Return every line below exactly as written.
*** Records for the task ***
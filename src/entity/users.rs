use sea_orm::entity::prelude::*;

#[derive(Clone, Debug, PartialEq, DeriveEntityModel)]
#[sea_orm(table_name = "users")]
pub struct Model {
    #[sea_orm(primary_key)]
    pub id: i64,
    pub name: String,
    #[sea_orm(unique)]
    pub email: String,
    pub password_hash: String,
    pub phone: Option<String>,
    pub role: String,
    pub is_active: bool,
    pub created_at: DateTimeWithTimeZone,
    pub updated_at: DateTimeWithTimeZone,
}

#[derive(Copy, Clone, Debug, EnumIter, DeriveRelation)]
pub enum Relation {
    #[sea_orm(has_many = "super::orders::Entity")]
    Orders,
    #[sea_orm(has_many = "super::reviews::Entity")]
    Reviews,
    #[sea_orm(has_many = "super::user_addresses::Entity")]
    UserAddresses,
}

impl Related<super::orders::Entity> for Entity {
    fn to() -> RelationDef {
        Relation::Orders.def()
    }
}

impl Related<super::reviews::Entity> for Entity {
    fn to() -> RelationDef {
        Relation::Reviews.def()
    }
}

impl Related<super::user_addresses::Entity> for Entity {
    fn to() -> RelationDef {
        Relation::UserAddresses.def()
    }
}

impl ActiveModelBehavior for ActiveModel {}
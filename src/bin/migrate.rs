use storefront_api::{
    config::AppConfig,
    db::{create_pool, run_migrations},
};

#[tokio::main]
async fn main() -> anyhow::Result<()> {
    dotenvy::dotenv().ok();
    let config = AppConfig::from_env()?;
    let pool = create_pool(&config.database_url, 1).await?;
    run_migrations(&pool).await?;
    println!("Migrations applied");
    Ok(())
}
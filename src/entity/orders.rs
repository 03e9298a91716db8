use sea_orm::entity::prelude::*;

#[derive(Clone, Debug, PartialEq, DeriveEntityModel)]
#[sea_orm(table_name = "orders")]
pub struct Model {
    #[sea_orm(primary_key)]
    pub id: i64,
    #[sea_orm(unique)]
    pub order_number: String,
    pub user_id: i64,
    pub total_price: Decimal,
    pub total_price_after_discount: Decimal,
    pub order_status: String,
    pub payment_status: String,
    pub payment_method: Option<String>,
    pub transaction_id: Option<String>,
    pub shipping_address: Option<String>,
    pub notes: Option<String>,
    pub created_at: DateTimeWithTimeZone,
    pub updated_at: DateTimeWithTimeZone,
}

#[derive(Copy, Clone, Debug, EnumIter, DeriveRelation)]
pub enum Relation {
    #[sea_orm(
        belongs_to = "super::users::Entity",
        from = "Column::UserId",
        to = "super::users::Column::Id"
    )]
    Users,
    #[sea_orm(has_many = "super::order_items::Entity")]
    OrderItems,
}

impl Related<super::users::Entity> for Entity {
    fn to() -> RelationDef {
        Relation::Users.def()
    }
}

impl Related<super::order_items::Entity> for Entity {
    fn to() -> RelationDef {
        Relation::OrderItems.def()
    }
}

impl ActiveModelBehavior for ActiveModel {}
*** End of Records for the task ***
→ **Solution to this task**
filename src/entity/users.rs
use sea_orm::entity::prelude::*;

#[derive(Clone, Debug, PartialEq, DeriveEntityModel)]
#[sea_orm(table_name = "users")]
pub struct Model {
    #[sea_orm(primary_key)]
    pub id: i64,
    pub name: String,
    #[sea_orm(unique)]
    pub email: String,
    pub password_hash: String,
    pub phone: Option<String>,
    pub role: String,
    pub is_active: bool,
    pub created_at: DateTimeWithTimeZone,
    pub updated_at: DateTimeWithTimeZone,
}

#[derive(Copy, Clone, Debug, EnumIter, DeriveRelation)]
pub enum Relation {
    #[sea_orm(has_many = "super::orders::Entity")]
    Orders,
    #[sea_orm(has_many = "super::reviews::Entity")]
    Reviews,
    #[sea_orm(has_many = "super::user_addresses::Entity")]
    UserAddresses,
}

impl Related<super::orders::Entity> for Entity {
    fn to() -> RelationDef {
        Relation::Orders.def()
    }
}

impl Related<super::reviews::Entity> for Entity {
    fn to() -> RelationDef {
        Relation::Reviews.def()
    }
}

impl Related<super::user_addresses::Entity> for Entity {
    fn to() -> RelationDef {
        Relation::UserAddresses.def()
    }
}

impl ActiveModelBehavior for ActiveModel {}
filename src/bin/migrate.rs
use storefront_api::{
    config::AppConfig,
    db::{create_pool, run_migrations},
};

#[tokio::main]
async fn main() -> anyhow::Result<()> {
    dotenvy::dotenv().ok();
    let config = AppConfig::from_env()?;
    let pool = create_pool(&config.database_url, 1).await?;
    run_migrations(&pool).await?;
    println!("Migrations applied");
    Ok(())
}
filename src/entity/orders.rs
repository 03e9298a91716db8
use sea_orm::entity::prelude::*;

#[derive(Clone, Debug, PartialEq, DeriveEntityModel)]
#[sea_orm(table_name = "orders")]
pub struct Model {
    #[sea_orm(primary_key)]
    pub id: i64,
    #[sea_orm(unique)]
    pub order_number: String,
    pub user_id: i64,
    pub total_price: Decimal,
    pub total_price_after_discount: Decimal,
    pub order_status: String,
    pub payment_status: String,
    pub payment_method: Option<String>,
    pub transaction_id: Option<String>,
    pub shipping_address: Option<String>,
    pub notes: Option<String>,
    pub created_at: DateTimeWithTimeZone,
    pub updated_at: DateTimeWithTimeZone,
}

#[derive(Copy, Clone, Debug, EnumIter, DeriveRelation)]
pub enum Relation {
    #[sea_orm(
        belongs_to = "super::users::Entity",
        from = "Column::UserId",
        to = "super::users::Column::Id"
    )]
    Users,
    #[sea_orm(has_many = "super::order_items::Entity")]
    OrderItems,
}

impl Related<super::users::Entity> for Entity {
    fn to() -> RelationDef {
        Relation::Users.def()
    }
}

impl Related<super::order_items::Entity> for Entity {
    fn to() -> RelationDef {
        Relation::OrderItems.def()
    }
}

impl ActiveModelBehavior for ActiveModel {}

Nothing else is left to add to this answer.